Detecting tumors early, patients will have more chances of successful treatment. Stage 1 or 2 tumors that are 4 centimeters or smaller and have not spread to the neck lymph nodes are more likely to be cured with surgery and radiation therapy. 

 

  1. Monitoring and Notes on oral cancer

The earlier oral cancer is diagnosed, the better the prognosis. For early cancer, more than 90% can survive more than 5 years after diagnosis. Patients in stage 2 or 3 have a 50% chance of surviving a full recovery for more than 5 years. However, even if the small tumor is completely treated, it is still possible for another type of oral cancer or head and neck cancer to recur, so long-term monitoring is needed. 

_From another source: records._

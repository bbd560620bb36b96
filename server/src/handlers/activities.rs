//! Activity handlers - create, update, list and delete.

use crate::error::{AppError, Result};
use crate::store::{ActivityStore, UpdateRejection};
use nestlog_engine::wire::{ActivityPage, CreateActivityRequest, RemoteActivity, UpdateActivityRequest};
use nestlog_engine::Timestamp;
use serde::Deserialize;

/// Query parameters of a listing.
#[derive(Debug, Default, Deserialize)]
#[serde(rename_all = "camelCase")]
pub struct ListQuery {
    /// Only activities of this baby
    pub owner: Option<String>,
    /// 1-based page number
    pub page: Option<u32>,
    /// Maximum number of activities to return
    pub limit: Option<u32>,
}

/// Default limit for listings.
const DEFAULT_LIMIT: u32 = 100;

/// Store a new activity. Returns the row and whether it was created.
pub fn handle_create(
    store: &ActivityStore,
    request: CreateActivityRequest,
) -> Result<(RemoteActivity, bool)> {
    if request.client_id.trim().is_empty() {
        return Err(AppError::BadRequest("clientId must not be empty".to_string()));
    }
    request.fields.validate()?;

    let (activity, created) = store.create(request);
    if created {
        tracing::debug!(server_id = %activity.id, "activity created");
    } else {
        tracing::debug!(server_id = %activity.id, "duplicate create answered with existing row");
    }
    Ok((activity, created))
}

/// Apply an update, refusing stale versions unless forced.
pub fn handle_update(
    store: &ActivityStore,
    id: &str,
    request: UpdateActivityRequest,
    now: Timestamp,
) -> Result<RemoteActivity> {
    request.fields.validate()?;
    let forced = request.force;

    match store.update(id, request, now) {
        Ok(activity) => {
            tracing::debug!(server_id = %id, version = activity.version, forced, "activity updated");
            Ok(activity)
        }
        Err(UpdateRejection::NotFound) => Err(AppError::NotFound(format!("activity {id}"))),
        Err(UpdateRejection::Conflict(current)) => {
            tracing::info!(server_id = %id, stored = current.version, "stale update refused");
            Err(AppError::Conflict(current))
        }
    }
}

/// Serve one page of a listing.
pub fn handle_list(store: &ActivityStore, query: ListQuery, max_page_size: u32) -> Result<ActivityPage> {
    let page = query.page.unwrap_or(1);
    if page == 0 {
        return Err(AppError::BadRequest("page is 1-based".to_string()));
    }
    let limit = query
        .limit
        .unwrap_or(DEFAULT_LIMIT)
        .clamp(1, max_page_size.max(1));

    Ok(store.list(query.owner.as_deref(), page, limit))
}

pub fn handle_delete(store: &ActivityStore, id: &str) -> Result<()> {
    if store.delete(id) {
        tracing::debug!(server_id = %id, "activity deleted");
        Ok(())
    } else {
        Err(AppError::NotFound(format!("activity {id}")))
    }
}

pub fn handle_get(store: &ActivityStore, id: &str) -> Result<RemoteActivity> {
    store
        .get(id)
        .ok_or_else(|| AppError::NotFound(format!("activity {id}")))
}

The biggest risk factors for oral cancer are people who drink alcohol and smoke. If you are or have been a smoker, you should pay attention to the symptoms and should see your doctor at least once a year to check for any abnormalities in your mouth that can be detected early if cancer occurs. 

Lip cancer is often caused by exposure to the sun. If your job requires a lot of exposure to the sun, avoid activities during the day when the sun is strongest, and use a sunshade, sunscreen and lip balm to protect yourself from the sun. sun.